A standard food inspection - outlets get at least two annually - encompasses a 32-question checklist. "Ensuring walls, ceilings, cooking stations and food storage areas are clean is as important as checking how food is prepared and handled," says Manukau EHO David Huang.
A Chinese immigrant with one degree in medicine and another in applied science, Huang's command of both Mandarin and Cantonese is a useful asset within culturally-diverse Manukau.
"Asian people have a habit of saying yes, yes, when they don't really understand what's required," he says.
"If I speak their language and understand their culture, I get a much better result. I had to close a bakery down one day last year, only to find the same outlet absolutely spotless the next. If push comes to shove, proprietors can be motivated to improve their outlets."
Food outlets can continue trading on an E grading, but if follow-up inspections find no improvement, they can be fined or closed down. Last year the city prosecuted five outlets, and closed 20.
But if Otara is any guide, the new grading system works.
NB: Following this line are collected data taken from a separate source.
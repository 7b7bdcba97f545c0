// SPDX-FileCopyrightText: 2026 Courier Contributors
// SPDX-License-Identifier: MIT OR Apache-2.0

//! Internal typed event bus for Courier.
//!
//! Terminal delivery results are published here once their transition has
//! committed. Subscribers (relays to an external broker, operator tooling,
//! tests) each get every event through a `tokio::sync::broadcast` channel.

pub mod events;

use tokio::sync::broadcast;
use tracing::{debug, warn};

pub use events::{DeliveryEvent, DeliveryEventKind};

/// Default channel capacity. Slow subscribers that fall further behind than
/// this lose the oldest events and see `RecvError::Lagged`.
pub const DEFAULT_CAPACITY: usize = 1024;

/// Fan-out publisher for [`DeliveryEvent`]s.
#[derive(Debug, Clone)]
pub struct EventBus {
    sender: broadcast::Sender<DeliveryEvent>,
}

impl EventBus {
    pub fn new(capacity: usize) -> Self {
        let (sender, _) = broadcast::channel(capacity.max(1));
        Self { sender }
    }

    /// Publish to all current subscribers. Returns how many received it.
    ///
    /// Publishing with no subscribers is not an error; the event is logged
    /// and dropped.
    pub fn publish(&self, event: DeliveryEvent) -> usize {
        let request_id = event.request_id.clone();
        let kind = event.kind;
        match self.sender.send(event) {
            Ok(receivers) => {
                debug!(request_id = request_id.as_str(), %kind, receivers, "delivery event published");
                receivers
            }
            Err(_) => {
                warn!(request_id = request_id.as_str(), %kind, "delivery event published with no subscribers");
                0
            }
        }
    }

    pub fn subscribe(&self) -> broadcast::Receiver<DeliveryEvent> {
        self.sender.subscribe()
    }

    pub fn subscriber_count(&self) -> usize {
        self.sender.receiver_count()
    }
}

impl Default for EventBus {
    fn default() -> Self {
        Self::new(DEFAULT_CAPACITY)
    }
}

#[cfg(test)]
mod tests {
    use super::*;
    use chrono::Utc;
    use courier_core::DeliveryStatus;
    use tracing_test::traced_test;

    fn event(request_id: &str) -> DeliveryEvent {
        DeliveryEvent {
            event_id: format!("evt-{request_id}"),
            kind: DeliveryEventKind::Delivered,
            request_id: request_id.into(),
            subject_ref: "user-1".into(),
            event_type: "otp".into(),
            zone_code: "WA".into(),
            status: DeliveryStatus::Delivered,
            failure_reason: None,
            attempts: vec![],
            occurred_at: Utc::now(),
        }
    }

    #[tokio::test]
    async fn every_subscriber_sees_each_event() {
        let bus = EventBus::new(8);
        let mut a = bus.subscribe();
        let mut b = bus.subscribe();
        assert_eq!(bus.subscriber_count(), 2);

        assert_eq!(bus.publish(event("r1")), 2);
        assert_eq!(a.recv().await.unwrap().request_id, "r1");
        assert_eq!(b.recv().await.unwrap().request_id, "r1");
    }

    #[test]
    #[traced_test]
    fn publish_without_subscribers_drops() {
        let bus = EventBus::default();
        assert_eq!(bus.publish(event("r2")), 0);
        assert!(logs_contain("no subscribers"));
    }

    #[tokio::test]
    async fn lagging_subscriber_reports_lag() {
        let bus = EventBus::new(2);
        let mut rx = bus.subscribe();
        for i in 0..4 {
            bus.publish(event(&format!("r{i}")));
        }
        assert!(matches!(
            rx.recv().await,
            Err(broadcast::error::RecvError::Lagged(2))
        ));
        assert_eq!(rx.recv().await.unwrap().request_id, "r2");
    }
}
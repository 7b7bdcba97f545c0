// SPDX-FileCopyrightText: 2026 Courier Contributors
// SPDX-License-Identifier: MIT OR Apache-2.0

//! Channel routing: (country, event type, preferences, quiet hours) to an
//! ordered channel list.

use std::collections::HashMap;

use chrono::{DateTime, Utc};
use courier_core::types::ANY;
use courier_core::{Channel, CourierError, DeliveryRequest, Priority, UserPreferences, ZonePolicy};
use tracing::debug;

use crate::quiet_hours::{quiet_window_end, subject_timezone};

/// Routing rules indexed by `(country, event_type)`. Either key may be `*`.
#[derive(Debug, Clone, Default)]
pub struct RoutingTable {
    rules: HashMap<(String, String), courier_core::RoutingRule>,
}

impl RoutingTable {
    pub fn new(rules: impl IntoIterator<Item = courier_core::RoutingRule>) -> Self {
        Self {
            rules: rules
                .into_iter()
                .map(|r| ((r.country.to_uppercase(), r.event_type.clone()), r))
                .collect(),
        }
    }

    /// Most specific rule: exact pair, then country wildcard event, then
    /// wildcard country, then the global `(*, *)` rule.
    pub fn lookup(&self, country: &str, event_type: &str) -> Option<&courier_core::RoutingRule> {
        let country = country.to_uppercase();
        [
            (country.as_str(), event_type),
            (country.as_str(), ANY),
            (ANY, event_type),
            (ANY, ANY),
        ]
        .into_iter()
        .find_map(|(c, e)| self.rules.get(&(c.to_string(), e.to_string())))
    }

    pub fn len(&self) -> usize {
        self.rules.len()
    }

    pub fn is_empty(&self) -> bool {
        self.rules.is_empty()
    }
}

/// The routing inputs of one request.
#[derive(Debug, Clone, Copy)]
pub struct RoutingQuery<'a> {
    pub event_type: &'a str,
    pub country: &'a str,
    pub region: Option<&'a str>,
    pub city: Option<&'a str>,
    /// Channel named by the producer; leads the default order.
    pub requested: Channel,
    pub priority: Priority,
    pub preferences: &'a UserPreferences,
}

impl<'a> From<&'a DeliveryRequest> for RoutingQuery<'a> {
    fn from(request: &'a DeliveryRequest) -> Self {
        Self {
            event_type: &request.event_type,
            country: &request.country,
            region: request.region.as_deref(),
            city: request.city.as_deref(),
            requested: request.channel,
            priority: request.priority,
            preferences: &request.preferences,
        }
    }
}

#[derive(Debug, Clone, PartialEq, Eq)]
pub enum RoutingDecision {
    /// Ordered, non-empty candidate channels.
    Route(Vec<Channel>),
    /// Inside the subject's quiet hours; try again at `until`.
    Defer { until: DateTime<Utc> },
}

/// Resolves candidate channels for a request.
#[derive(Debug, Clone)]
pub struct RoutingResolver {
    default_channels: Vec<Channel>,
    urgent_priority: Priority,
}

impl RoutingResolver {
    pub fn new(default_channels: Vec<Channel>, urgent_priority: Priority) -> Self {
        Self {
            default_channels,
            urgent_priority,
        }
    }

    pub fn resolve(
        &self,
        table: &RoutingTable,
        query: RoutingQuery<'_>,
        now: DateTime<Utc>,
    ) -> Result<RoutingDecision, CourierError> {
        if query.priority < self.urgent_priority
            && let Some(quiet) = &query.preferences.quiet_hours
        {
            let tz = subject_timezone(query.preferences);
            if let Some(until) = quiet_window_end(quiet, tz, now) {
                debug!(%until, priority = %query.priority, "inside quiet hours, deferring");
                return Ok(RoutingDecision::Defer { until });
            }
        }

        let nominated: Vec<Channel> = match table.lookup(query.country, query.event_type) {
            Some(rule) => {
                debug!(
                    country = rule.country.as_str(),
                    event_type = rule.event_type.as_str(),
                    primary = %rule.primary_channel,
                    "routing rule matched"
                );
                std::iter::once(rule.primary_channel)
                    .chain(rule.fallback_channel)
                    .collect()
            }
            None => std::iter::once(query.requested)
                .chain(self.default_channels.iter().copied())
                .collect(),
        };

        let mut channels = Vec::with_capacity(nominated.len());
        for channel in nominated {
            if !channels.contains(&channel) && query.preferences.allows(channel) {
                channels.push(channel);
            }
        }

        if channels.is_empty() {
            return Err(CourierError::NoEligibleChannel {
                reason: "every candidate channel is disabled in user preferences".to_string(),
            });
        }
        Ok(RoutingDecision::Route(channels))
    }
}

/// Drop channels the zone policy switches off.
pub fn filter_zone_channels(channels: Vec<Channel>, zone: &ZonePolicy) -> Vec<Channel> {
    channels
        .into_iter()
        .filter(|c| zone.channels.allows(*c))
        .collect()
}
Since last August, the number of E-graded outlets has reduced from 17 to five. At neighbouring Auckland City, which has a similar grading system, closures are similarly low. So far this year, there have been around 15 closures from the 4000 food outlets it covers.
Manukau is growing so fast, says environmental health manager Kevin Jackson, that the city's food inspection and environmental monitoring team will expand.
Auckland City has two of its EHOs doing environmental monitoring. In addition to checking beach water quality and doing swimming pool checks, they keep an eye on contaminated sites.
For example, recent tests of the Tamaki estuary concluded there was no contamination following the America's Cup.
Current hot environmental issues in Manukau, says Milnes, include asbestos at Flat Bush, on-site sewerage disposal, especially at Kawakawa Bay, and the feasibility of converting old horticultural sites into residential developments.
So what attracts EHOs to this work? What excites his 16-strong EHO team, says David Vince, Auckland City's senior environmental officer, is the sheer variety.
One minute they could be doing food inspections, the next they might be responding to noise complaints.
Lacking the marks for medical school, Vince did a Massey degree in applied science after spending a day with an environmental health officer while still at high school in Christchurch.
Job prospects in the area are good, he says: local government environmental health strategies continually open up interesting jobs for graduates. Although environmental health is a specialist field, he says EHOs need to be all-rounders.
"Part of the job is to inform, so good communication skills are vital, even if it's reminding people that most food contamination comes from handling, and often from bacteria found in fingernails, hair or mouth and nasal droplets. The trick is to do it without being confrontational."
PAY STAKES
Environmental health officer, Manukau City: $42,557-$53,197.
Senior environmental scientist, Manukau City: $51,000-$75,000.